CDL Driver: Tools You Need to Carry

CDL Driver: Tools You Need to Carry

Doing It Wrong

I once had to spend the night in my truck—at a place where there were no services, no water, and no sanitary facilities. Despite my best intentions, I was unprepared. Instead of the shovel and roll of toilet paper every Boy Scout should always travel with, I used half of a cardboard box to dig a hole, and paper napkins from a fast food restaurant. Not the best solution, but it worked.

I was not prepared.

During Training

Right out of school, your first driving company will probably pair you with an experienced driver (“driver trainer”) to show you the ropes and help you for the first 4–8 weeks. The driver instructor will have tools for you to use. After training, you will be expected to gather your own tools. Most of these tools you probably already have, or they can be purchased for $80–$100.
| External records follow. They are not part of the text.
//! Cleaning and feature derivation.
//!
//! `preprocess` runs four steps in order, each on the output of the last:
//!
//! 1. drop records with missing (non-finite) prices or a non-positive close
//! 2. derive `daily_return` from the prior close and drop the first row
//! 3. derive the 5- and 30-day trailing averages of `close` and drop rows
//!    without a full 30-day window
//! 4. optionally min-max scale every numeric column over this batch
//!
//! Because the first row is already gone when the windows start, an input
//! of `n >= 30` complete records yields exactly `n - 30` rows.

use tracing::debug;
use types::{FeatureRow, OhlcvRecord, ScalerBounds};

use crate::PipelineError;
use crate::rolling::TrailingMean;
use crate::scaler::MinMaxScaler;

/// Short moving-average window (trading days).
pub const SHORT_WINDOW: usize = 5;
/// Long moving-average window (trading days).
pub const LONG_WINDOW: usize = 30;

/// Output of [`preprocess`].
#[derive(Debug, Clone)]
pub struct Preprocessed {
    /// Feature rows, date-ordered.
    pub rows: Vec<FeatureRow>,
    /// Bounds used for scaling, when scaling was requested and rows exist.
    pub bounds: Option<ScalerBounds>,
}

/// Derive feature rows from date-ordered records (steps 1-3).
pub fn engineer_features(records: &[OhlcvRecord]) -> Vec<FeatureRow> {
    let complete: Vec<&OhlcvRecord> = records.iter().filter(|r| r.is_complete()).collect();
    let dropped = records.len() - complete.len();
    if dropped > 0 {
        debug!(dropped, "dropped records with missing values");
    }

    // Step 2: returns. The first record has no prior close.
    let with_returns: Vec<(&OhlcvRecord, f64)> = complete
        .windows(2)
        .map(|pair| (pair[1], pair[1].close / pair[0].close - 1.0))
        .collect();

    // Step 3: trailing averages over the remaining closes.
    let mut short = TrailingMean::new(SHORT_WINDOW);
    let mut long = TrailingMean::new(LONG_WINDOW);
    let mut rows = Vec::with_capacity(with_returns.len().saturating_sub(LONG_WINDOW - 1));

    for (record, daily_return) in with_returns {
        short.push(record.close);
        long.push(record.close);

        let (Some(moving_avg_5), Some(moving_avg_30)) = (short.value(), long.value())
        else {
            continue;
        };

        rows.push(FeatureRow {
            date: record.date,
            open: record.open,
            high: record.high,
            low: record.low,
            close: record.close,
            volume: record.volume as f64,
            daily_return,
            moving_avg_5,
            moving_avg_30,
        });
    }

    rows
}

/// Clean, derive and optionally scale a batch of records.
///
/// Scaling fits fresh bounds on this batch; rerunning on a different subset
/// gives different ranges. An empty result is not an error and carries no
/// bounds.
pub fn preprocess(records: &[OhlcvRecord], scale: bool) -> Result<Preprocessed, PipelineError> {
    let mut rows = engineer_features(records);

    let bounds = if scale && !rows.is_empty() {
        let scaler = MinMaxScaler::fit(&rows)?;
        scaler.transform(&mut rows);
        Some(scaler.into_bounds())
    } else {
        None
    };

    debug!(input = records.len(), output = rows.len(), scaled = bounds.is_some(), "preprocessed");
    Ok(Preprocessed { rows, bounds })
}

#[cfg(test)]
mod tests {
    use super::*;
    use chrono::{Days, NaiveDate};
    use types::FeatureColumn;

    fn series(n: usize, close: impl Fn(usize) -> f64) -> Vec<OhlcvRecord> {
        let start = NaiveDate::from_ymd_opt(2023, 1, 1).unwrap();
        (0..n)
            .map(|i| {
                let c = close(i);
                OhlcvRecord::new(
                    start.checked_add_days(Days::new(i as u64)).unwrap(),
                    c - 0.5,
                    c + 1.0,
                    c - 1.0,
                    c,
                    1_000 + i as u64 * 10,
                )
            })
            .collect()
    }

    #[test]
    fn test_row_count_boundaries() {
        for (n, expected) in [(0, 0), (1, 0), (29, 0), (30, 0), (31, 1), (45, 15), (100, 70)] {
            let rows = engineer_features(&series(n, |i| 100.0 + i as f64));
            assert_eq!(rows.len(), expected, "n = {n}");
        }
    }

    #[test]
    fn test_first_retained_row() {
        let records = series(31, |i| 100.0 + i as f64);
        let rows = engineer_features(&records);
        assert_eq!(rows.len(), 1);
        let row = &rows[0];
        assert_eq!(row.date, records[30].date);
        // Window covers records 1..=30 (closes 101..=130).
        assert!((row.moving_avg_30 - 115.5).abs() < 1e-9);
        assert!((row.moving_avg_5 - 128.0).abs() < 1e-9);
        assert!((row.daily_return - (130.0 / 129.0 - 1.0)).abs() < 1e-12);
    }

    #[test]
    fn test_missing_values_dropped_first() {
        let mut records = series(32, |i| 50.0 + i as f64);
        records[10].close = f64::NAN;
        let rows = engineer_features(&records);
        assert_eq!(rows.len(), 1);
    }

    #[test]
    fn test_zero_close_dropped_with_contiguous_windows() {
        let mut records = series(40, |i| 50.0 + i as f64);
        records[10].close = 0.0;
        let rows = engineer_features(&records);
        // 39 complete records leave 39 - 30 rows.
        assert_eq!(rows.len(), 9);
        assert!(rows.iter().all(|r| r.daily_return.is_finite()));

        let closes: Vec<f64> = records.iter().filter(|r| r.is_complete()).map(|r| r.close).collect();
        let tail = &closes[closes.len() - LONG_WINDOW..];
        let expected = tail.iter().sum::<f64>() / LONG_WINDOW as f64;
        let last = rows.last().unwrap();
        assert_eq!(last.date, records[39].date);
        assert!((last.moving_avg_30 - expected).abs() < 1e-9);
    }

    #[test]
    fn test_constant_growth_return() {
        let rows = engineer_features(&series(60, |i| 100.0 * 1.01_f64.powi(i as i32)));
        assert_eq!(rows.len(), 30);
        for row in &rows {
            assert!((row.daily_return - 0.01).abs() < 1e-9);
        }
    }

    #[test]
    fn test_preprocess_scales_to_unit_range() {
        let out = preprocess(&series(80, |i| 100.0 + (i as f64 * 0.7).sin() * 10.0), true).unwrap();
        assert!(out.bounds.is_some());
        for column in FeatureColumn::ALL {
            let values: Vec<f64> = out.rows.iter().map(|r| r.get(column)).collect();
            let min = values.iter().cloned().fold(f64::INFINITY, f64::min);
            let max = values.iter().cloned().fold(f64::NEG_INFINITY, f64::max);
            assert!(min.abs() < 1e-12, "{column} min = {min}");
            assert!((max - 1.0).abs() < 1e-12, "{column} max = {max}");
        }
    }

    #[test]
    fn test_preprocess_unscaled_keeps_raw_values() {
        let out = preprocess(&series(40, |i| 100.0 + i as f64), false).unwrap();
        assert!(out.bounds.is_none());
        assert_eq!(out.rows[0].close, 130.0);
    }

    #[test]
    fn test_preprocess_empty_batch() {
        let out = preprocess(&series(30, |i| 1.0 + i as f64), true).unwrap();
        assert!(out.rows.is_empty());
        assert!(out.bounds.is_none());
    }
}
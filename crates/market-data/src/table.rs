//! Loosely typed CSV tables.
//!
//! Uploaded files may carry any columns in any order. A [`RecordTable`]
//! keeps every column as read, extracts the model features by header name,
//! and renders JSON records with the columns in file order followed by any
//! appended columns.

use serde_json::{Map, Number, Value};
use std::io::Read;
use thiserror::Error;
use types::{FEATURE_COUNT, FeatureColumn, FeatureRow};

#[derive(Debug, Error)]
pub enum TableError {
    #[error("CSV error: {0}")]
    Csv(#[from] csv::Error),

    #[error("missing required feature column '{0}'")]
    MissingColumn(FeatureColumn),

    #[error("column '{column}' is not numeric at row {row}")]
    NotNumeric { column: String, row: usize },

    #[error("column '{column}' has {got} values, table has {expected} rows")]
    LengthMismatch {
        column: String,
        expected: usize,
        got: usize,
    },

    #[error("table has no rows")]
    Empty,
}

/// Headers plus row cells as JSON values.
///
/// Cells that parse as finite numbers become numbers, empty cells become
/// null, anything else stays a string.
#[derive(Debug, Clone, PartialEq)]
pub struct RecordTable {
    headers: Vec<String>,
    rows: Vec<Vec<Value>>,
}

fn cell(raw: &str) -> Value {
    let trimmed = raw.trim();
    if trimmed.is_empty() {
        return Value::Null;
    }
    match trimmed.parse::<f64>().ok().and_then(Number::from_f64) {
        Some(n) => Value::Number(n),
        None => Value::String(raw.to_string()),
    }
}

fn number(value: f64) -> Value {
    Number::from_f64(value).map_or(Value::Null, Value::Number)
}

impl RecordTable {
    /// Parse a CSV document with a header line.
    pub fn from_csv_reader<R: Read>(reader: R) -> Result<Self, TableError> {
        let mut rdr = csv::Reader::from_reader(reader);
        let headers = rdr.headers()?.iter().map(str::to_string).collect();
        let mut rows = Vec::new();
        for record in rdr.records() {
            rows.push(record?.iter().map(cell).collect());
        }
        Ok(Self { headers, rows })
    }

    /// Build a table from engineered rows (`date` plus the feature columns).
    pub fn from_feature_rows(rows: &[FeatureRow]) -> Self {
        let headers = std::iter::once("date")
            .chain(FeatureColumn::ALL.iter().map(|c| c.name()))
            .map(str::to_string)
            .collect();
        let rows = rows
            .iter()
            .map(|r| {
                std::iter::once(Value::String(r.date.to_string()))
                    .chain(r.to_features().into_iter().map(number))
                    .collect()
            })
            .collect();
        Self { headers, rows }
    }

    pub fn headers(&self) -> &[String] {
        &self.headers
    }

    pub fn len(&self) -> usize {
        self.rows.len()
    }

    pub fn is_empty(&self) -> bool {
        self.rows.is_empty()
    }

    fn column_index(&self, name: &str) -> Option<usize> {
        self.headers.iter().position(|h| h == name)
    }

    /// Numeric values of a column, if present and fully numeric.
    pub fn numeric_column(&self, name: &str) -> Result<Option<Vec<f64>>, TableError> {
        let Some(idx) = self.column_index(name) else {
            return Ok(None);
        };
        self.rows
            .iter()
            .enumerate()
            .map(|(row, cells)| {
                cells
                    .get(idx)
                    .and_then(Value::as_f64)
                    .ok_or_else(|| TableError::NotNumeric {
                        column: name.to_string(),
                        row,
                    })
            })
            .collect::<Result<Vec<_>, _>>()
            .map(Some)
    }

    /// Model input vectors in feature order.
    ///
    /// Fails if any feature column is missing or holds a non-numeric cell.
    pub fn feature_matrix(&self) -> Result<Vec<[f64; FEATURE_COUNT]>, TableError> {
        if self.rows.is_empty() {
            return Err(TableError::Empty);
        }
        let mut columns = Vec::with_capacity(FEATURE_COUNT);
        for column in FeatureColumn::ALL {
            let values = self
                .numeric_column(column.name())?
                .ok_or(TableError::MissingColumn(column))?;
            columns.push(values);
        }
        Ok((0..self.rows.len())
            .map(|i| std::array::from_fn(|c| columns[c][i]))
            .collect())
    }

    /// Append (or replace) a numeric column.
    pub fn set_numeric_column(&mut self, name: &str, values: &[f64]) -> Result<(), TableError> {
        if values.len() != self.rows.len() {
            return Err(TableError::LengthMismatch {
                column: name.to_string(),
                expected: self.rows.len(),
                got: values.len(),
            });
        }
        match self.column_index(name) {
            Some(idx) => {
                for (cells, &v) in self.rows.iter_mut().zip(values) {
                    cells[idx] = number(v);
                }
            }
            None => {
                self.headers.push(name.to_string());
                for (cells, &v) in self.rows.iter_mut().zip(values) {
                    cells.push(number(v));
                }
            }
        }
        Ok(())
    }

    /// One JSON object per row, keys in column order.
    pub fn to_records(&self) -> Vec<Value> {
        self.rows
            .iter()
            .map(|cells| {
                let map: Map<String, Value> = self
                    .headers
                    .iter()
                    .cloned()
                    .zip(cells.iter().cloned().chain(std::iter::repeat(Value::Null)))
                    .collect();
                Value::Object(map)
            })
            .collect()
    }
}
//! Scalar affine output layer, `y = w * x + b`.

use rand::Rng;
use serde::{Deserialize, Serialize};

/// A `Linear(1, 1)` layer.
#[derive(Debug, Clone, Copy, PartialEq, Serialize, Deserialize)]
pub struct Linear {
    pub weight: f64,
    pub bias: f64,
}

impl Linear {
    pub fn new(weight: f64, bias: f64) -> Self {
        Self { weight, bias }
    }

    /// Uniform initialisation in `[-1/sqrt(fan_in), 1/sqrt(fan_in)]` with a
    /// fan-in of 1.
    pub fn random<R: Rng>(rng: &mut R) -> Self {
        Self {
            weight: rng.gen_range(-1.0..=1.0),
            bias: rng.gen_range(-1.0..=1.0),
        }
    }

    #[inline]
    pub fn forward(&self, x: f64) -> f64 {
        self.weight * x + self.bias
    }
}

#[cfg(test)]
mod tests {
    use super::*;
    use rand::SeedableRng;
    use rand::rngs::StdRng;

    #[test]
    fn test_forward() {
        assert_eq!(Linear::new(2.0, 0.5).forward(3.0), 6.5);
    }

    #[test]
    fn test_random_in_range() {
        let mut rng = StdRng::seed_from_u64(7);
        for _ in 0..100 {
            let l = Linear::random(&mut rng);
            assert!((-1.0..=1.0).contains(&l.weight));
            assert!((-1.0..=1.0).contains(&l.bias));
        }
    }
}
As a professional driver, there are the basic tools you need to carry:

  • a heavy duffle bag to hold your tools.
  • hammer—any sort of hammer that feels comfortable in your hand will work. I carry a heavy hammer, because it is the hammer that I had at home when I first started driving. I carry a 20 oz. framing hammer (or “rip-claw” hammer) with a steel handle. Instead of a curved claw (which is designed for removing nails), a rip-claw is almost straight, which makes it handy to hack wood or chop ice. (I’ve used it to chop a lot of ice over the years.) It’s also handy for removing nails from the floor of the trailer.


framing hammer
Retrieved from:

  • mallet—2 pound rubber (headed) mallet. It’s useful for freeing stuck or frozen metal parts on the sliding tandems of a trailer. Never strike the trailer with a steel hammer, you could break something.


rubber mallet
Retrieved from:

  • 50–foot tape measure—very handy for verifying the distance between the 5th wheel and the wheels on the trailer (a maximum of 40’ in California)—or, you can use a 25’ tape measure and measure twice.
  • a variety of screwdrivers and sockets—I have a cheap, plastic tool kit with 200–300 cheap tools. Two decades ago, I paid $20 for it—on clearance. It is amazing how often you will need a strange, non-standard tool; usually in the middle of the night, in the rain. Once—late at night, in the middle of a snow storm—I needed a #6 Torx (T6). I found it in the bottom of my cheap little kit. I fixed the tractor, and got back on the road.
  • dust pan and brush—to clean up the huge amount of dirt and dust your boots will track into your tractor.
  • small crowbar (optional)
  • a couple of padlocks (optional)

Acquiring the Tools

Don’t feel the need to go on a major shopping spree and get all of this in one swoop. You can gradually add to your tools as you find good deals. Late one night at a truck stop, I found a cheap tool kit at one-fourth the original price because I waited until it went on sale.

So, in summary, be aware of the tools you really need, look for good deals, and be patient.